There’s one teacher I’ll never forget. An old English teacher – that is an old teacher, (she may have been all of 50 but she seemed old) – not someone who taught Old English, Anglo-Saxon, Beowulf and all that. I did later study Old English and Middle English and Linguistics and it is just possible she influenced my choice of degree subject, but that is another story.
This lady – I’ll call her O’M because she had a name with an apostrophe in it – had a thing about the use of the apostrophe in English. This was in the 50s and 60s you understand, well before Lynne Truss and her best-selling “Eats, Shoots and Leaves”. Miss O’M was adamant that her sixth form would master the correct use of the apostrophe. In fact she decreed that any essay containing a misplaced apostrophe got no marks. She put a * when she encountered this heinous offence and a note to the effect that she had stopped marking at that point. Can you imagine a teacher getting away with such a ploy today!

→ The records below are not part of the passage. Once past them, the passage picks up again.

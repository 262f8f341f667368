//! Runtime actions
//!
//! An [`Action`] is a named, described, enable/disable-able unit of
//! behavior. Front-ends discover actions through an
//! [`Actor`](crate::actor::Actor) and render them as menu entries or
//! buttons; activation runs the bound behavior, never front-end code.
//!
//! Enabled-state notifications fire only on an actual transition, so a
//! predicate recomputation that lands on the current state does not
//! trigger a menu rebuild.

use std::cell::{Cell, RefCell};
use std::rc::Rc;

use tracing::{debug, trace};

use crate::signal::Signal;

/// A named, enableable unit of invocable behavior.
///
/// Activating a disabled action is a silent no-op; the behavior is
/// never invoked. The name is stable and unique within the owning
/// [`Actor`](crate::actor::Actor).
pub struct Action {
    name: String,
    description: String,
    enabled: Cell<bool>,
    behavior: RefCell<Option<Rc<dyn Fn()>>>,
    enabled_signal: Signal<()>,
    disabled_signal: Signal<()>,
    activated: Signal<()>,
}

impl Action {
    /// Create an enabled action with a bound behavior.
    pub fn new(
        name: impl Into<String>,
        description: impl Into<String>,
        behavior: impl Fn() + 'static,
    ) -> Rc<Self> {
        Rc::new(Self {
            name: name.into(),
            description: description.into(),
            enabled: Cell::new(true),
            behavior: RefCell::new(Some(Rc::new(behavior))),
            enabled_signal: Signal::new(),
            disabled_signal: Signal::new(),
            activated: Signal::new(),
        })
    }

    /// Create an enabled action with no behavior; activation only emits
    /// `activated`.
    pub fn unbound(name: impl Into<String>, description: impl Into<String>) -> Rc<Self> {
        Rc::new(Self {
            name: name.into(),
            description: description.into(),
            enabled: Cell::new(true),
            behavior: RefCell::new(None),
            enabled_signal: Signal::new(),
            disabled_signal: Signal::new(),
            activated: Signal::new(),
        })
    }

    pub fn name(&self) -> &str {
        &self.name
    }

    pub fn description(&self) -> &str {
        &self.description
    }

    pub fn is_enabled(&self) -> bool {
        self.enabled.get()
    }

    /// Emitted when the action transitions to enabled.
    pub fn enabled(&self) -> &Signal<()> {
        &self.enabled_signal
    }

    /// Emitted when the action transitions to disabled.
    pub fn disabled(&self) -> &Signal<()> {
        &self.disabled_signal
    }

    /// Emitted on every successful activation, before the behavior
    /// runs.
    pub fn activated(&self) -> &Signal<()> {
        &self.activated
    }

    /// Mark the action usable. Emits `enabled` only if it was disabled.
    pub fn enable(&self) {
        if !self.enabled.replace(true) {
            self.enabled_signal.emit(&());
        }
    }

    /// Mark the action unusable. Emits `disabled` only if it was
    /// enabled.
    pub fn disable(&self) {
        if self.enabled.replace(false) {
            self.disabled_signal.emit(&());
        }
    }

    /// Run the action: emit `activated`, then invoke the behavior once.
    /// No-op while disabled.
    pub fn activate(&self) {
        if !self.enabled.get() {
            trace!(action = %self.name, "activation of disabled action ignored");
            return;
        }
        debug!(action = %self.name, "action activated");
        self.activated.emit(&());
        let behavior = self.behavior.borrow().clone();
        if let Some(behavior) = behavior {
            behavior();
        }
    }
}

impl std::fmt::Debug for Action {
    fn fmt(&self, f: &mut std::fmt::Formatter<'_>) -> std::fmt::Result {
        f.debug_struct("Action")
            .field("name", &self.name)
            .field("enabled", &self.enabled.get())
            .finish()
    }
}
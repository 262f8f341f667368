//! Dispatching backend work into the single-threaded engine context.
//!
//! The engine's collections are `Rc`-based and must only be touched on
//! the engine thread. Backends hand the engine `Send` closures through
//! the bridge; the closures reach engine state through thread-local
//! context, the way a real engine loop exposes its cores.

use std::cell::RefCell;
use std::rc::Rc;
use std::sync::atomic::{AtomicUsize, Ordering};
use std::sync::Arc;

use callframe::testing::{SignalRecorder, StubObject};
use callframe::{channel, Account, Bank, BankImpl, LiveObject};

thread_local! {
    static ENGINE_BANK: RefCell<Option<Rc<BankImpl>>> = const { RefCell::new(None) };
}

fn with_engine_bank(f: impl FnOnce(&Rc<BankImpl>)) {
    ENGINE_BANK.with(|slot| {
        if let Some(bank) = slot.borrow().as_ref() {
            f(bank);
        }
    });
}

#[test]
fn backend_thread_mutations_land_in_engine_collections() {
    let bank = Rc::new(BankImpl::new("sip"));
    let added: SignalRecorder<Rc<dyn Account>> = SignalRecorder::new();
    drop(added.record(bank.account_added()));
    ENGINE_BANK.with(|slot| *slot.borrow_mut() = Some(bank.clone()));

    let (dispatcher, mut pump) = channel();

    let backend = std::thread::spawn(move || {
        for name in ["alice@example.net", "bob@example.net"] {
            dispatcher
                .dispatch(move || {
                    with_engine_bank(|bank| bank.add_account(StubObject::new(name)));
                })
                .unwrap();
        }
    });
    backend.join().unwrap();

    // Nothing is applied until the engine loop turns.
    assert!(bank.is_empty());

    assert_eq!(pump.drain(), 2);
    assert_eq!(bank.len(), 2);
    let names: Vec<String> = added.events().iter().map(|a| a.name().to_string()).collect();
    assert_eq!(names, vec!["alice@example.net", "bob@example.net"]);

    ENGINE_BANK.with(|slot| *slot.borrow_mut() = None);
}

#[tokio::test]
async fn pump_runs_until_every_backend_is_gone() {
    let (dispatcher, mut pump) = channel();
    let applied = Arc::new(AtomicUsize::new(0));

    let mut backends = Vec::new();
    for _ in 0..3 {
        let dispatcher = dispatcher.clone();
        let applied = applied.clone();
        backends.push(std::thread::spawn(move || {
            for _ in 0..2 {
                let applied = applied.clone();
                dispatcher
                    .dispatch(move || {
                        applied.fetch_add(1, Ordering::SeqCst);
                    })
                    .unwrap();
            }
        }));
    }
    for backend in backends {
        backend.join().unwrap();
    }
    drop(dispatcher);

    pump.run().await;
    assert_eq!(applied.load(Ordering::SeqCst), 6);
}

#[test]
fn backend_learns_when_the_engine_is_gone() {
    let (dispatcher, pump) = channel();
    drop(pump);

    let backend = std::thread::spawn(move || dispatcher.dispatch(|| {}));
    let outcome = backend.join().unwrap();

    assert!(outcome.is_err());
}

But it worked. At least for me. I don’t get apostrophes wrong – or very rarely. But I also get this jarring finger-nail-on-blackboard feeling when I come across a misplaced apostrophe. I know in the long run it isn’t all that important. But when you think about it, the correct use of the apostrophe is something that can be explained to and understood by someone of average intelligence in less than fifteen minutes. “Is this worth doing?” I hear you ask. I think so.
Miss O’M has a lot to answer for.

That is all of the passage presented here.